La mayoría de los políticos, por no decir todos, habían venido a esta vida a jugar al tenis democrático, a pasarse deportivamente la pelotita por encima de la red que divide la izquierda y la derecha, que divide el ecologismo y el automovilismo, el feminismo y el patriarcalismo, el catalanismo y el españolismo. Unos cuantos raquetazos, ahora te toca ti, ahora me toca a mí, sudar de lo lindo y luego mesa en el Quo Vadis, duchados, muy bronceados y hechos unos formidables servidores del pueblo. Era una buena vida, no se puede negar, como lo había sido en Versalles donde empezaron a jugar a esto del tenis, con finura, tennez, monsieur, decía la marquesa, tennez madame, respondía el mignon del rey con una peluca de rizos y acopio de lazos y cintas. De ahí precisamente viene la palabra tenis, de tener la pelota y pasarla para que te la vuelvan después. Lástima que el pueblo de París, o que el pueblo catalán, la chusma, la patulea envidiosa, un buen día decidió que ya era más que suficiente. Que se sublevaban porque no toleraban más abusos. En el caso de los catalanes algunos políticos, los más profesionales, se fueron a Madrid buscando una solución negociada, un pacto. Y acaban de volver con un impacto. Esto los que han dejado que volvieran.

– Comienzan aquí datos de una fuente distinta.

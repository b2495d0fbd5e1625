//! Analyzer lookup by name.
//!
//! Mappings reference analyzers by name (`analyzer`, `search_analyzer`,
//! `index_docvalues_analyzer`, ...). The [`AnalyzerRegistry`] resolves those
//! names and knows the index-wide defaults. Besides the built-in analyzers it
//! can be populated from [`AnalysisSettings`], which declare custom analyzers
//! as a tokenizer plus a filter chain:
//!
//! ```
//! use dvstring::analysis::registry::{AnalysisSettings, AnalyzerRegistry};
//!
//! let settings: AnalysisSettings = serde_json::from_str(r#"{
//!     "analyzer": {
//!         "first_word": {
//!             "tokenizer": "whitespace",
//!             "filter": ["lowercase", "limit"]
//!         }
//!     }
//! }"#).unwrap();
//!
//! let registry = AnalyzerRegistry::from_settings(&settings).unwrap();
//! let analyzer = registry.analyzer("first_word").unwrap();
//! let tokens: Vec<_> = analyzer.analyze("Tony Stark").unwrap().collect();
//!
//! assert_eq!(tokens.len(), 1);
//! assert_eq!(tokens[0].text, "tony");
//! ```

use std::collections::BTreeMap;
use std::sync::Arc;

use ahash::AHashMap;
use log::debug;
use serde::{Deserialize, Serialize};

use crate::analysis::analyzer::{
    Analyzer, KeywordAnalyzer, LowercaseKeywordAnalyzer, NamedAnalyzer, NoOpAnalyzer,
    PipelineAnalyzer, SimpleAnalyzer, StandardAnalyzer,
};
use crate::analysis::token_filter::Filter;
use crate::analysis::token_filter::limit::LimitFilter;
use crate::analysis::token_filter::lowercase::LowercaseFilter;
use crate::analysis::token_filter::stop::StopFilter;
use crate::analysis::tokenizer::Tokenizer;
use crate::analysis::tokenizer::regex::RegexTokenizer;
use crate::analysis::tokenizer::unicode_word::UnicodeWordTokenizer;
use crate::analysis::tokenizer::whitespace::WhitespaceTokenizer;
use crate::analysis::tokenizer::whole::WholeTokenizer;
use crate::error::{DvStringError, Result};

/// Name of the default doc values analyzer: keyword tokenizer + lowercase.
pub const DOC_VALUES_LOWERCASE_ANALYZER: &str = "dvlwc";

/// The default doc values analyzer. Fields that name no doc values analyzer
/// always get this one; settings cannot redefine it.
pub fn doc_values_lowercase_analyzer() -> NamedAnalyzer {
    NamedAnalyzer::new(
        DOC_VALUES_LOWERCASE_ANALYZER,
        Arc::new(LowercaseKeywordAnalyzer::new()),
    )
}

fn reserved_name_error(name: &str) -> DvStringError {
    DvStringError::analysis(format!(
        "Analyzer name [{name}] is reserved for the default doc values analyzer"
    ))
}

/// Alias resolving to the index-wide default analyzer.
pub const DEFAULT_ANALYZER_ALIAS: &str = "default";

fn default_analyzer_name() -> String {
    "standard".to_string()
}

/// Index analysis settings.
#[derive(Debug, Clone, Serialize, Deserialize)]
pub struct AnalysisSettings {
    /// Analyzer used for indexing when a field does not name one.
    #[serde(default = "default_analyzer_name")]
    pub default_analyzer: String,

    /// Analyzer used for searching when a field does not name one.
    /// Falls back to `default_analyzer`.
    #[serde(default)]
    pub default_search_analyzer: Option<String>,

    /// Analyzer used for quoted (phrase) searches when a field does not name one.
    /// Falls back to the default search analyzer.
    #[serde(default)]
    pub default_search_quote_analyzer: Option<String>,

    /// Custom analyzers by name.
    #[serde(default)]
    pub analyzer: BTreeMap<String, CustomAnalyzerConfig>,
}

impl Default for AnalysisSettings {
    fn default() -> Self {
        AnalysisSettings {
            default_analyzer: default_analyzer_name(),
            default_search_analyzer: None,
            default_search_quote_analyzer: None,
            analyzer: BTreeMap::new(),
        }
    }
}

/// A custom analyzer: one tokenizer followed by named filters.
#[derive(Debug, Clone, Serialize, Deserialize)]
pub struct CustomAnalyzerConfig {
    /// `keyword` (or `whole`), `whitespace`, `standard`, `letter`,
    /// `unicode_word` or `pattern`.
    pub tokenizer: String,

    /// `lowercase`, `stop` or `limit`, applied in order.
    #[serde(default)]
    pub filter: Vec<String>,

    /// Split pattern of the `pattern` tokenizer (default `\W+`).
    #[serde(default)]
    pub pattern: Option<String>,

    /// Stop words of the `stop` filter (default: English stop words).
    #[serde(default)]
    pub stopwords: Option<Vec<String>>,

    /// Token budget of the `limit` filter (default 1).
    #[serde(default)]
    pub max_token_count: Option<usize>,
}

/// Resolves analyzer names for mappings.
#[derive(Clone, Debug)]
pub struct AnalyzerRegistry {
    analyzers: AHashMap<String, NamedAnalyzer>,
    default_index: NamedAnalyzer,
    default_search: NamedAnalyzer,
    default_search_quote: NamedAnalyzer,
}

impl AnalyzerRegistry {
    /// A registry holding only the built-in analyzers, with `standard` as default.
    pub fn new() -> Self {
        let analyzers = Self::builtin_analyzers();
        let standard = analyzers["standard"].clone();

        AnalyzerRegistry {
            analyzers,
            default_index: standard.clone(),
            default_search: standard.clone(),
            default_search_quote: standard,
        }
    }

    /// Build a registry from analysis settings.
    ///
    /// Fails if a custom analyzer references an unknown tokenizer or filter,
    /// uses a reserved name, or if a default names an analyzer that does not
    /// exist.
    pub fn from_settings(settings: &AnalysisSettings) -> Result<Self> {
        let mut analyzers = Self::builtin_analyzers();

        for (name, config) in &settings.analyzer {
            if name == DOC_VALUES_LOWERCASE_ANALYZER || name == DEFAULT_ANALYZER_ALIAS {
                return Err(reserved_name_error(name));
            }
            let analyzer = build_custom_analyzer(name, config)?;
            debug!(
                "registered custom analyzer [{name}] with tokenizer [{}] and filters {:?}",
                config.tokenizer, config.filter
            );
            analyzers.insert(name.clone(), NamedAnalyzer::new(name.clone(), analyzer));
        }

        let lookup = |name: &str, setting: &str| {
            analyzers.get(name).cloned().ok_or_else(|| {
                DvStringError::analysis(format!(
                    "Analyzer [{name}] configured as [{setting}] is not defined"
                ))
            })
        };

        let default_index = lookup(&settings.default_analyzer, "default_analyzer")?;
        let default_search = match &settings.default_search_analyzer {
            Some(name) => lookup(name, "default_search_analyzer")?,
            None => default_index.clone(),
        };
        let default_search_quote = match &settings.default_search_quote_analyzer {
            Some(name) => lookup(name, "default_search_quote_analyzer")?,
            None => default_search.clone(),
        };

        Ok(AnalyzerRegistry {
            analyzers,
            default_index,
            default_search,
            default_search_quote,
        })
    }

    fn builtin_analyzers() -> AHashMap<String, NamedAnalyzer> {
        let mut analyzers: AHashMap<String, NamedAnalyzer> = AHashMap::new();
        let mut add = |name: &str, analyzer: Arc<dyn Analyzer>| {
            analyzers.insert(name.to_string(), NamedAnalyzer::new(name, analyzer));
        };

        let letters = Arc::new(RegexTokenizer::letters());
        add(
            "standard",
            Arc::new(StandardAnalyzer::without_stop_words()),
        );
        add(
            "simple",
            Arc::new(
                PipelineAnalyzer::new(letters.clone())
                    .add_filter(Arc::new(LowercaseFilter::new()))
                    .with_name("simple"),
            ),
        );
        add(
            "stop",
            Arc::new(
                PipelineAnalyzer::new(letters)
                    .add_filter(Arc::new(LowercaseFilter::new()))
                    .add_filter(Arc::new(StopFilter::new()))
                    .with_name("stop"),
            ),
        );
        add(
            "whitespace",
            Arc::new(SimpleAnalyzer::new(Arc::new(WhitespaceTokenizer::new()))),
        );
        add("keyword", Arc::new(KeywordAnalyzer::new()));
        add("noop", Arc::new(NoOpAnalyzer::new()));
        analyzers.insert(
            DOC_VALUES_LOWERCASE_ANALYZER.to_string(),
            doc_values_lowercase_analyzer(),
        );

        analyzers
    }

    /// Look up an analyzer by name. `default` resolves to the index default.
    pub fn analyzer(&self, name: &str) -> Option<NamedAnalyzer> {
        if name == DEFAULT_ANALYZER_ALIAS {
            return Some(self.default_index.clone());
        }
        self.analyzers.get(name).cloned()
    }

    /// Look up an analyzer referenced by `field`, failing with a mapping error.
    pub fn require(&self, name: &str, field: &str) -> Result<NamedAnalyzer> {
        self.analyzer(name)
            .ok_or_else(|| DvStringError::analyzer_not_found(name, field))
    }

    /// Register (or replace) an analyzer under `name`.
    ///
    /// `dvlwc` and `default` are reserved.
    pub fn register<S: Into<String>>(&mut self, name: S, analyzer: Arc<dyn Analyzer>) -> Result<()> {
        let name = name.into();
        if name == DOC_VALUES_LOWERCASE_ANALYZER || name == DEFAULT_ANALYZER_ALIAS {
            return Err(reserved_name_error(&name));
        }
        self.analyzers
            .insert(name.clone(), NamedAnalyzer::new(name, analyzer));
        Ok(())
    }

    pub fn default_index_analyzer(&self) -> &NamedAnalyzer {
        &self.default_index
    }

    pub fn default_search_analyzer(&self) -> &NamedAnalyzer {
        &self.default_search
    }

    pub fn default_search_quote_analyzer(&self) -> &NamedAnalyzer {
        &self.default_search_quote
    }

    /// Names of all registered analyzers, sorted.
    pub fn names(&self) -> Vec<String> {
        let mut names: Vec<String> = self.analyzers.keys().cloned().collect();
        names.sort();
        names
    }
}

impl Default for AnalyzerRegistry {
    fn default() -> Self {
        Self::new()
    }
}

fn build_custom_analyzer(name: &str, config: &CustomAnalyzerConfig) -> Result<Arc<dyn Analyzer>> {
    let tokenizer: Arc<dyn Tokenizer> = match config.tokenizer.as_str() {
        "keyword" | "whole" => Arc::new(WholeTokenizer::new()),
        "whitespace" => Arc::new(WhitespaceTokenizer::new()),
        "standard" => Arc::new(RegexTokenizer::words()),
        "letter" => Arc::new(RegexTokenizer::letters()),
        "unicode_word" => Arc::new(UnicodeWordTokenizer::new()),
        "pattern" => Arc::new(RegexTokenizer::with_gaps(
            config.pattern.as_deref().unwrap_or(r"\W+"),
        )?),
        other => {
            return Err(DvStringError::analysis(format!(
                "Unknown tokenizer [{other}] for analyzer [{name}]"
            )));
        }
    };

    let mut pipeline = PipelineAnalyzer::new(tokenizer).with_name(name);
    for filter_name in &config.filter {
        let filter: Arc<dyn Filter> = match filter_name.as_str() {
            "lowercase" => Arc::new(LowercaseFilter::new()),
            "stop" => match &config.stopwords {
                Some(words) => Arc::new(StopFilter::from_words(words.iter().cloned())),
                None => Arc::new(StopFilter::new()),
            },
            "limit" => Arc::new(LimitFilter::new(config.max_token_count.unwrap_or(1))),
            other => {
                return Err(DvStringError::analysis(format!(
                    "Unknown filter [{other}] for analyzer [{name}]"
                )));
            }
        };
        pipeline = pipeline.add_filter(filter);
    }

    Ok(Arc::new(pipeline))
}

Como esta revuelta de los Catalanes, la de las Sonrisas, debía ser la primera revuelta posmoderna de la historia, sin violencia, sin muertos —que está muy bien—, con la verdad por delante y sin malas artes, algunos pensaban que sería una nueva y civilizada partida de tenis, supervisada por unos estrictos jueces arcangélicos internacionales, como en unos juegos olímpicos. Y lo único olímpico que hemos conseguido ver ha sido el desinterés de los que ya son independientes y pueden jugar tranquilamente en buenas pistas de tierra batida. En las cancillerías europeas todavía se ríen de las caras que hemos puesto los catalanes al descubrir el satanismo de Juncker, la vileza de M. Rajoy, la mala leche de la Merkel. Nuestro país ha quedado como sorprendido, mudo, parado, ahora entretenido en denunciar la injusticia, la persecución política, como si todo ello no fuera previsible, como si las independencias las regalaran con un certificado de buena conducta. Parece mentira que haya tantos culés en el soberanismo y que no recuerden a favor de quien suelen jugar los árbitros.

Nadie diría que el independentismo acaba de ganar las elecciones por mayoría absoluta. Aseguran que mañana llegará el frío, tal vez la nieve, tal como viene esta brisa que siento. Desde las elecciones los días han pasado enteros haciéndonos preguntas y más preguntas sobre este país nuestro, sobre estos políticos nuestros, sobre la incapacidad catalana de ponernos de acuerdo. Las banderas estrelladas cuelgan silenciosas por la mañana, cuando me siento a escribir. Hay una paz de fiestas, de domingo, de derrota, una paz idiota con los adversarios que se han revelado enemigos, una manera de perder el tiempo en la melancolía, en la indecisión, que sólo sirve para hacer buenas lápidas de nieve. El optimismo es mejor cuando es un optimismo escarmentado, y es exactamente lo que palpita en la opinión pública catalana, si es capaz de darse cuenta de lo que ha aprendido. Esto acabará bien, incluso muy bien si dejamos de jugar al tenis y nos volcamos de una vez al juego de la libertad.